O vírus está na porta. Só espera o momento para poder entrar.
Tiago Lacerda, brilhantemente, aventura-se em um texto ao mesmo tempo denso e belo, neste caminho da pós pandemia.
A história começa na manhã do dia 16 de abril de 1940; o doutor Bernard Riex sai do seu consultório e tropeça num rato morto. Este e o primeiro sinal de uma epidemia, uma peste que toma conta de toda a cidade de Orão, na Argélia.
Assim inicia-se o romance A Peste, de Albert Camus, prêmio Nobel de Literatura, relatando a quarentena dos habitantes da cidade. Num território irrespirável, onde seus habitantes são jogados a estados de sofrimento e loucura mas, também, de compaixão e até solidariedade. Em determinado momento as mortes começam a diminuir. Fechara-se um ciclo. As portas da cidade abrem-se. As famílias, até então separadas, começam a se reunir. Acabou. A praga durou 10 meses.
Esse livro estonteante é uma clara e direta critica de Camus ao nazismo e à ocupação militar alemã que humilhou e subjugou os franceses.
Camus participou da Resistência.
Escrito ao longo da guerra, com a expectativa de que a aflição passasse um dia, A Peste é lembrança de que o pior sofrimento um dia acaba e que noites escuras não são eternas. O romance é um grito contra qualquer forma de opressão humana.
Tiago Lacerda, como todos nós, viveu a pandemia e com o diretor Ron Daniels pensaram no texto. Não foram os únicos – já que foi o romance mais vendido e lido nessa época passada.
Antonin Artaud, teatrólogo, nos fala da semelhança do teatro e da peste que revela e define as pessoas e a sociedade – “A ação do teatro, como a da peste, leva os homens a se verem como são, faz cair as máscaras, põe a descoberto a mentira, a tibieza, a baixeza e a hipocrisia”.
Assim atuamos na pandemia, como atores nus, e por isto, no texto, pude criar um paralelo entre a política de 2022. Foi esse um período de sofrimento e silêncio – convidando-nos à reflexão a cada palavra do texto.
Tiago Lacerda tem o sentimento na boca e no corpo a cada movimento – mostra-nos atuação visceral, como Artaud se refere ao teatro.
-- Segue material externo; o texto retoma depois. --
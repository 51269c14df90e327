// crates/tillhouse-core/src/lib.rs
// ============================================================================
// Module: Tillhouse Core
// Description: Shared identifiers and records for the multi-tenant POS backend.
// Purpose: Single source of truth for tenant codes, statuses, and principals.
// Dependencies: serde, thiserror
// ============================================================================

//! ## Overview
//! `tillhouse-core` holds the types every other Tillhouse crate agrees on:
//! the path-safe [`TenantCode`], the registry-side [`TenantRecord`], and the
//! caller [`Principal`]. It performs no I/O.

// ============================================================================
// SECTION: Modules
// ============================================================================

pub mod identifiers;
pub mod principal;
pub mod tenant;
pub mod time;

// ============================================================================
// SECTION: Re-Exports
// ============================================================================

pub use identifiers::IdentifierError;
pub use identifiers::MAX_TENANT_CODE_LENGTH;
pub use identifiers::TenantCode;
pub use principal::Principal;
pub use principal::Role;
pub use principal::TENANT_ADMIN_ROLE;
pub use tenant::NewTenant;
pub use tenant::TenantRecord;
pub use tenant::TenantStatus;
pub use time::unix_millis;
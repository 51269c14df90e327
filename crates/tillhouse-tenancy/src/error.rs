// crates/tillhouse-tenancy/src/error.rs
// ============================================================================
// Module: Tenancy Errors
// Description: Error taxonomy for tenant lifecycle workflows.
// Purpose: Give callers the distinguishable failure cases and a generic rest.
// Dependencies: thiserror, tillhouse-core, tillhouse-store-sqlite
// ============================================================================

//! ## Overview
//! [`TenancyError`] is what lifecycle operations return. Storage failures are
//! lifted from [`StoreError`] so that `NotFound`, `AlreadyExists`, and
//! `UniqueViolation` stay distinguishable; everything else is wrapped.
//! [`TenancyError::user_message`] is the rendering callers show to end users.

// ============================================================================
// SECTION: Imports
// ============================================================================

use thiserror::Error;
use tillhouse_core::TenantCode;
use tillhouse_core::TenantStatus;
use tillhouse_store_sqlite::StoreError;

// ============================================================================
// SECTION: Constants
// ============================================================================

/// Message shown for a missing tenant.
pub const MSG_TENANT_NOT_FOUND: &str = "tenant not found";
/// Message shown when a tenant already exists.
pub const MSG_TENANT_EXISTS: &str = "tenant already exists";
/// Message shown when a lifecycle action needs a pending tenant.
pub const MSG_NOT_PENDING: &str = "tenant is not pending approval";
/// Message shown when a lifecycle action needs a provisioned tenant.
pub const MSG_STILL_PENDING: &str = "tenant is pending approval";
/// Message shown for a uniqueness conflict.
pub const MSG_DUPLICATE_IDENTITY: &str = "username or email already exists";
/// Message shown for every other failure.
pub const MSG_INTERNAL: &str = "internal server error";

// ============================================================================
// SECTION: Errors
// ============================================================================

/// Tenant lifecycle errors.
#[derive(Debug, Error, Clone, PartialEq, Eq)]
pub enum TenancyError {
    /// Tenant row or file missing.
    #[error("tenant not found: {0}")]
    NotFound(String),
    /// Tenant row or file already present.
    #[error("tenant already exists: {0}")]
    AlreadyExists(String),
    /// Operation not valid for the tenant's current status.
    #[error("tenant {code} is {status}; operation not allowed")]
    InvalidState {
        /// Tenant code.
        code: TenantCode,
        /// Status found on the registry row.
        status: TenantStatus,
    },
    /// Username, email, or code already taken.
    #[error("unique constraint violated: {0}")]
    UniqueViolation(String),
    /// Tenant-scoped principal without a tenant code.
    #[error("tenant code required for this principal")]
    TenantRequired,
    /// Login failed.
    #[error("invalid credentials")]
    InvalidCredentials,
    /// Tenant validity window has passed.
    #[error("tenant validity expired: {0}")]
    Expired(TenantCode),
    /// Input rejected.
    #[error("invalid input: {0}")]
    Invalid(String),
    /// Password hashing failed.
    #[error("credential error: {0}")]
    Credential(String),
    /// Any other storage failure.
    #[error(transparent)]
    Storage(StoreError),
}

impl TenancyError {
    /// Returns the user-facing message for this error.
    #[must_use]
    pub const fn user_message(&self) -> &'static str {
        match self {
            Self::NotFound(_) => MSG_TENANT_NOT_FOUND,
            Self::AlreadyExists(_) => MSG_TENANT_EXISTS,
            Self::InvalidState {
                status: TenantStatus::Pending,
                ..
            } => MSG_STILL_PENDING,
            Self::InvalidState { .. } => MSG_NOT_PENDING,
            Self::UniqueViolation(_) => MSG_DUPLICATE_IDENTITY,
            Self::TenantRequired => "tenant code required",
            Self::InvalidCredentials => "invalid username or password",
            Self::Expired(_) => "tenant subscription expired",
            Self::Invalid(_) => "invalid request",
            Self::Credential(_) | Self::Storage(_) => MSG_INTERNAL,
        }
    }

    /// Returns a stable label for audit events.
    #[must_use]
    pub const fn kind(&self) -> &'static str {
        match self {
            Self::NotFound(_) => "not_found",
            Self::AlreadyExists(_) => "already_exists",
            Self::InvalidState { .. } => "invalid_state",
            Self::UniqueViolation(_) => "unique_violation",
            Self::TenantRequired => "tenant_required",
            Self::InvalidCredentials => "invalid_credentials",
            Self::Expired(_) => "expired",
            Self::Invalid(_) => "invalid",
            Self::Credential(_) => "credential",
            Self::Storage(_) => "storage",
        }
    }
}

impl From<StoreError> for TenancyError {
    fn from(error: StoreError) -> Self {
        match error {
            StoreError::NotFound(detail) => Self::NotFound(detail),
            StoreError::AlreadyExists(detail) => Self::AlreadyExists(detail),
            StoreError::UniqueViolation(detail) => Self::UniqueViolation(detail),
            other => Self::Storage(other),
        }
    }
}

#[cfg(test)]
mod tests {
    #![allow(clippy::unwrap_used, reason = "Test-only assertions are permitted.")]

    use tillhouse_core::TenantCode;
    use tillhouse_core::TenantStatus;
    use tillhouse_store_sqlite::StoreError;

    use super::TenancyError;

    #[test]
    fn distinguishable_cases_render_their_messages() {
        let cases = [
            (TenancyError::NotFound("x".into()), "tenant not found"),
            (TenancyError::AlreadyExists("x".into()), "tenant already exists"),
            (
                TenancyError::InvalidState {
                    code: TenantCode::parse("a_1").unwrap(),
                    status: TenantStatus::Active,
                },
                "tenant is not pending approval",
            ),
            (
                TenancyError::InvalidState {
                    code: TenantCode::parse("a_1").unwrap(),
                    status: TenantStatus::Pending,
                },
                "tenant is pending approval",
            ),
            (TenancyError::UniqueViolation("x".into()), "username or email already exists"),
            (TenancyError::Storage(StoreError::Busy("x".into())), "internal server error"),
        ];
        for (error, message) in cases {
            assert_eq!(error.user_message(), message);
        }
    }

    #[test]
    fn store_errors_keep_their_category() {
        assert!(matches!(
            TenancyError::from(StoreError::NotFound("f".into())),
            TenancyError::NotFound(_)
        ));
        assert!(matches!(
            TenancyError::from(StoreError::UniqueViolation("u".into())),
            TenancyError::UniqueViolation(_)
        ));
        assert!(matches!(TenancyError::from(StoreError::Closed), TenancyError::Storage(_)));
    }
}
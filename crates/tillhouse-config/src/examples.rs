// crates/tillhouse-config/src/examples.rs
// ============================================================================
// Module: Config Examples
// Description: Canonical example configuration payload.
// Purpose: Deterministic starting point for operators and tooling.
// Dependencies: std
// ============================================================================

//! ## Overview
//! The example is static and must always pass validation; the CLI prints it
//! for `config example`.

/// Returns a canonical example `tillhouse.toml` configuration.
#[must_use]
pub fn config_toml_example() -> String {
    String::from(
        r#"[storage]
data_dir = "/var/lib/tillhouse"
busy_timeout_ms = 5000
journal_mode = "wal"
sync_mode = "full"
migration_memo = true

[server]
bind = "127.0.0.1:8080"
max_body_bytes = 1048576

[audit]
sink = "file"
path = "/var/log/tillhouse/audit.jsonl"

[[auth.tokens]]
token = "replace-with-a-long-random-platform-token"
subject = "platform-root"
role = "super_admin"

[[auth.tokens]]
token = "replace-with-a-long-random-owner-token"
subject = "bob"
role = "owner"
tenant_code = "bob_s_diner_1700000000000"

[bootstrap]
username = "root"
email = "root@example.com"
password_env = "TILLHOUSE_BOOTSTRAP_PASSWORD"
"#,
    )
}
// ============================================================================
// SECTION: CLI Types
// ============================================================================

/// Top-level CLI definition.
#[derive(Parser, Debug)]
#[command(name = "tillhouse", version, disable_help_subcommand = true)]
struct Cli {
    /// Config file path (defaults to tillhouse.toml or `TILLHOUSE_CONFIG`).
    #[arg(long, value_name = "PATH", global = true)]
    config: Option<PathBuf>,
    /// Selected subcommand to execute.
    #[command(subcommand)]
    command: Commands,
}

/// Supported CLI subcommands.
#[derive(Subcommand, Debug)]
enum Commands {
    /// Start the HTTP server.
    Serve,
    /// Tenant lifecycle operations.
    Tenant {
        /// Selected tenant subcommand.
        #[command(subcommand)]
        command: TenantCommand,
    },
    /// Open every tenant file once, bringing its schema up to date.
    Migrate,
    /// Configuration utilities.
    Config {
        /// Selected config subcommand.
        #[command(subcommand)]
        command: ConfigCommand,
    },
}

/// Tenant subcommands.
#[derive(Subcommand, Debug)]
enum TenantCommand {
    /// Provision a tenant (immediately, or as a pending request with `--as admin`).
    Provision(ProvisionCommand),
    /// List tenants.
    List(ListCommand),
    /// Approve a pending tenant and create its database.
    Approve(CodeArg),
    /// Reject a pending tenant.
    Reject(CodeArg),
    /// Activate or deactivate a provisioned tenant.
    SetStatus(SetStatusCommand),
    /// Delete a tenant's database file and registry row.
    Delete(CodeArg),
    /// Print the database path for a tenant code.
    Path(CodeArg),
    /// Report tenant files and registry rows that do not match.
    Orphans,
}

/// Config subcommands.
#[derive(Subcommand, Debug)]
enum ConfigCommand {
    /// Load and validate the configuration file.
    Check,
    /// Print an example configuration.
    Example,
}

/// Platform role the CLI acts as.
#[derive(ValueEnum, Clone, Copy, Debug, PartialEq, Eq)]
enum ActorArg {
    /// Provision immediately.
    SuperAdmin,
    /// File a pending request.
    Admin,
}

impl ActorArg {
    /// Returns the CLI principal for this role.
    fn principal(self) -> Principal {
        let role = match self {
            Self::SuperAdmin => Role::SuperAdmin,
            Self::Admin => Role::Admin,
        };
        Principal::platform(CLI_SUBJECT, role)
    }
}

/// Arguments for `tenant provision`.
#[derive(Args, Debug)]
struct ProvisionCommand {
    /// Business name.
    #[arg(long, value_name = "NAME")]
    business_name: String,
    /// Owner display name.
    #[arg(long, value_name = "NAME")]
    owner_name: String,
    /// Owner email address.
    #[arg(long, value_name = "EMAIL")]
    owner_email: String,
    /// Owner phone number.
    #[arg(long, value_name = "PHONE")]
    owner_phone: Option<String>,
    /// Owner login username.
    #[arg(long, value_name = "USERNAME")]
    username: String,
    /// Environment variable holding the owner password.
    #[arg(long, value_name = "VAR", default_value = "TILLHOUSE_OWNER_PASSWORD")]
    password_env: String,
    /// Platform role to act as.
    #[arg(long = "as", value_enum, default_value_t = ActorArg::SuperAdmin)]
    actor: ActorArg,
}

/// Arguments for `tenant list`.
#[derive(Args, Debug)]
struct ListCommand {
    /// Only list tenants in this status.
    #[arg(long, value_name = "STATUS")]
    status: Option<TenantStatus>,
}

/// Arguments for `tenant set-status`.
#[derive(Args, Debug)]
struct SetStatusCommand {
    /// Tenant code.
    code: String,
    /// Target status (`active` or `inactive`).
    #[arg(long, value_name = "STATUS")]
    status: TenantStatus,
}

/// Single tenant code argument.
#[derive(Args, Debug)]
struct CodeArg {
    /// Tenant code.
    code: String,
}

/// Result line for one tenant file in `migrate`.
#[derive(Debug, Serialize)]
struct MigrateLine {
    /// Tenant code.
    tenant_code: TenantCode,
    /// Report when the migration succeeded.
    #[serde(skip_serializing_if = "Option::is_none")]
    report: Option<MigrationReport>,
    /// Failure message otherwise.
    #[serde(skip_serializing_if = "Option::is_none")]
    error: Option<String>,
}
O diretor Ron Daniels, experiente, desenha bem a encenação, mas falha na escolha do mapping e vídeo arte já que mistura estilos, propostas, cores e conceitos deixando quase um momento didático e pop. Tira a veracidade e força do intérprete e texto.
O figurino e cenário de Márcio Medina marca o território da personagem; é bem cuidado nos detalhes e cores. Assim a iluminação de Fábio Retti e a sonoplastia de Aline Meyer deixam o ambiente profundo e tensionado ao mesmo tempo . A produção impecável de Erika Teodoro completa uma equipe digna de ótimo espetáculo de arte na Cidade.
Vale a pena assistir “A peste” que, como numa fala da peça diz “ o vírus está aí na porta esperando para um dia entrar”… e que ainda temos muito o que aprender sobre comportamentos e solidariedade.
Pamela Duncan
Blog Pensamento-www.pameladuncan.art.br-pameladuncandiretora@gmail.com
Alice Eugenia
A Peste
Sesc Santana
Av. Luiz Dumont Villares, 579 – Santana
De 10/10 a 10/11, quinta a sábado, às 20h e domingo e feriados, às 18h.
Teatro.
14A.
(feriados: 12/10 e 02/11)
Duração: 80 minutos.
Sessão TSPI: 25/10, sexta, às 15h.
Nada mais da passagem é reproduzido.